Your assignment: When you copy the entries, keep every word exactly as it stands.

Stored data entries
━━━━━━━━━━━━━━━━━━━━

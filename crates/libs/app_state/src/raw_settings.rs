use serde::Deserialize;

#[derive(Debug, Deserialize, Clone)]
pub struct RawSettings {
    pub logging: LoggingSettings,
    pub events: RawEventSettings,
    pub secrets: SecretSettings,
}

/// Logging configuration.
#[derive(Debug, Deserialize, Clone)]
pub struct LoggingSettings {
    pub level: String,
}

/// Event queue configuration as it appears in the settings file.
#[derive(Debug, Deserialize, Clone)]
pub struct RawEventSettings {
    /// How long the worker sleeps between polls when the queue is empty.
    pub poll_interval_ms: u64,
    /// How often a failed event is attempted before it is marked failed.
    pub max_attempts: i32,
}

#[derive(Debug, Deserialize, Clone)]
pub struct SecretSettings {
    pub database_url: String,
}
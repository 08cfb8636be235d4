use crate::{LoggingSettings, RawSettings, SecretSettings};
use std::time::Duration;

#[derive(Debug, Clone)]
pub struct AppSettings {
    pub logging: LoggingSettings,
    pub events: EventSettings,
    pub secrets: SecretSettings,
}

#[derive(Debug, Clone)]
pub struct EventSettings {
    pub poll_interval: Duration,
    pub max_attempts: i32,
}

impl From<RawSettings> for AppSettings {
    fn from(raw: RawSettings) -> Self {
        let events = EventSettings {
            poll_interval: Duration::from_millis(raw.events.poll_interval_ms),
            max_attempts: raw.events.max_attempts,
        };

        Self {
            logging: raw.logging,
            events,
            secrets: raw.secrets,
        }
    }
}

━━━━━━━━━━━━━━━━━━━━

Solution for this exercise:
filename crates/libs/app_state/src/raw_settings.rs
use serde::Deserialize;

#[derive(Debug, Deserialize, Clone)]
pub struct RawSettings {
    pub logging: LoggingSettings,
    pub events: RawEventSettings,
    pub secrets: SecretSettings,
}

/// Logging configuration.
#[derive(Debug, Deserialize, Clone)]
pub struct LoggingSettings {
    pub level: String,
}

/// Event queue configuration as it appears in the settings file.
#[derive(Debug, Deserialize, Clone)]
pub struct RawEventSettings {
    /// How long the worker sleeps between polls when the queue is empty.
    pub poll_interval_ms: u64,
    /// How often a failed event is attempted before it is marked failed.
    pub max_attempts: i32,
}

#[derive(Debug, Deserialize, Clone)]
pub struct SecretSettings {
    pub database_url: String,
}
repository 08cfb8636be235d4
use crate::{LoggingSettings, RawSettings, SecretSettings};
use std::time::Duration;

#[derive(Debug, Clone)]
pub struct AppSettings {
    pub logging: LoggingSettings,
    pub events: EventSettings,
    pub secrets: SecretSettings,
}

#[derive(Debug, Clone)]
pub struct EventSettings {
    pub poll_interval: Duration,
    pub max_attempts: i32,
}

impl From<RawSettings> for AppSettings {
    fn from(raw: RawSettings) -> Self {
        let events = EventSettings {
            poll_interval: Duration::from_millis(raw.events.poll_interval_ms),
            max_attempts: raw.events.max_attempts,
        };

        Self {
            logging: raw.logging,
            events,
            secrets: raw.secrets,
        }
    }
}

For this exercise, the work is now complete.